“La Ricerca”, Messa di Pasqua con il vescovo: “Non perdere la speranza” foto

Tradizionale scambio degli auguri di Pasqua per amici, soci, sostenitori, operatori, volontari e ospiti delle strutture dell’associazione “La Ricerca”, che si sono dati appuntamanto con i familiari alla chiesa di San Giuseppe Operaio, dove il vescovo Gianni Ambrosio ha officiato una funzione religiosa

Particolarmente intensa e partecipata la messa celebrata stasera dal vescovo di Piacenza-Bobbio in San Giuseppe Operaio per l’annuale meeting pasquale del Centro “PaCe-La Ricerca” che ha radunato amici, sostenitori, soci, giovani e familiari della trentennale onlus piacentina con i volontari dell’associazione “PaCe”, sua sostenitrice. L’incitazione a non perdere mai la speranza, rimarcata nell’omelia che mons. Gianni Ambrosio ha centrato sul dono del perdono infinito di Dio, ha avuto un riscontro toccante nella testimonianza di grande umanità e tenacia di una mamma, Laura, premiata al termine della funzione religiosa: oggi ottantenne, questa storica volontaria della “Ricerca” è al fianco delle famiglie colpite dal dramma della tossicodipendenza fin dalla fondazione dell’associazione: sono trent’anni che ogni martedì sera, lei che vive in Brianza viene in treno a Piacenza, per dare sostegno ai genitori che frequentano i “gruppi dell’autoaiuto” in parallelo con i percorsi di recupero dei loro figli.

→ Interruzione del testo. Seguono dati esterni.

//! # vstup-crawl
//!
//! A resilient crawl pipeline for Ukrainian university admission data.
//!
//! The crate walks the admission site in four sequential stages - cities,
//! universities, Master's-level offers, applications - behind a rotating
//! pool of authenticated proxies, with:
//!
//! - Failure classification and per-class backoff with jitter
//! - Randomized browser-like headers on every attempt
//! - Resumable stages that skip work already in the store
//! - Progress and request-log events for an embedding UI
//!
//! ## Example
//!
//! ```rust,no_run
//! use std::sync::Arc;
//!
//! use tokio_util::sync::CancellationToken;
//! use vstup_crawl::{
//!     Crawler, CrawlerConfig, CrawlStore, NullObserver, ProxyPool, RetryClient,
//! };
//!
//! #[tokio::main]
//! async fn main() -> anyhow::Result<()> {
//!     let mut rng = rand::thread_rng();
//!     let pool = Arc::new(ProxyPool::from_file("proxies.txt", &mut rng)?);
//!     let gateway = Arc::new(RetryClient::new(pool, Arc::new(NullObserver)));
//!
//!     let mut crawler = Crawler::new(CrawlerConfig::new(), gateway, CrawlStore::in_memory());
//!     crawler.run(&CancellationToken::new()).await?;
//!
//!     println!("{:?}", crawler.progress());
//!     Ok(())
//! }
//! ```

pub mod backoff;
pub mod client;
pub mod config;
pub mod crawler;
pub mod error;
pub mod events;
pub mod fingerprint;
pub mod gateway;
pub mod model;
pub mod progress;
pub mod proxy;
pub mod stealth;
pub mod store;

pub use client::RetryClient;
pub use config::CrawlerConfig;
pub use crawler::Crawler;
pub use error::{CrawlError, FailureKind, Result};
pub use events::{
    CrawlObserver, NullObserver, ProgressSnapshot, RequestKind, RequestLogEntry, RequestStatus,
    TracingObserver,
};
pub use gateway::{HttpGateway, RawResponse};
pub use model::{Application, City, Offer, Person, University};
pub use progress::ProgressTracker;
pub use proxy::{ProxyEndpoint, ProxyPool};
pub use store::{CrawlStore, EntityStore, MemoryStore};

A lei le parole commosse del fondatore, don Giorgio Bosini, che ha sottolineato la forza viva, vitale, che tanti genitori come Laura  portano in questa realtà, e i ringraziamenti calorosi della presidente Daniela Scrollavezza, di cui riportiamo il significativo discorso introduttivo alla celebrazione: “Celebrare la Pasqua, per noi, per il nostro Centro, è da sempre molto importante perché celebrare  significa ricordare e richiamarci, alla duplice essenza nostra, dell’uomo, e di ogni uomo: la finitezza e la spiritualità. Una finitezza che è amore, passione, rabbia, aspettative, delusione, sofferenza, morte… Riconoscere la nostra finitezza, ci porta  a sentire le nostre emozioni più profonde ad ascoltarci, a “prenderci sul serio”, a sperimentare le nostre debolezze e le nostre risorse. Riconoscere la nostra finitezza ci porta a non sentirci onnipotenti e quindi a non negare il nostro bisogno degli altri, ci sprona allora a ricercare una “casa”, un posto dove stare, dove sentirsi accolti, dove accogliere, dove sentirsi aspettati, dove aspettare, un luogo dove sostenere e essere sostenuti”.

“Ma la nostra natura è anche spiritualità. Una spiritualità che ci spinge a ricercare un senso alle nostre giornate, al nostro operato, alla nostra vita. Un senso che cerchiamo in noi, nelle cose, negli incontri, nelle esperienze nel nostro essere.  Una spiritualità che non è guardare oltre la realtà, o oltre la finitezza, ma è guardare attraverso essa per arrivare a catturarne un senso. Una spiritualità che non ci solleva, ma ci porta “dentro” alle esperienze con ascolto, intelligenza, accoglienza, capacità di discernimento….. Una spiritualità che è di tutti gli uomini, ma non è uguale per tutti, non è una ricerca di dogmi, prende forme e vie differenti, non è un “esito” che posso mostrare o imporre ad un altro, è una via che posso proporre ad un altro, ma per l’altro forse  prenderà forme e risvolti differenti….Questa è anche la via che indica Gesù. Gesù è un grande Maestro di finitezza e di spiritualità: è incontrando la vita delle persone e avvicinandosi alle loro debolezze, che riesce a ridare a loro un senso, è incontrando personalmente la sofferenza, la derisione e la morte che sperimenta la necessita di “affidare tutto al Padre”.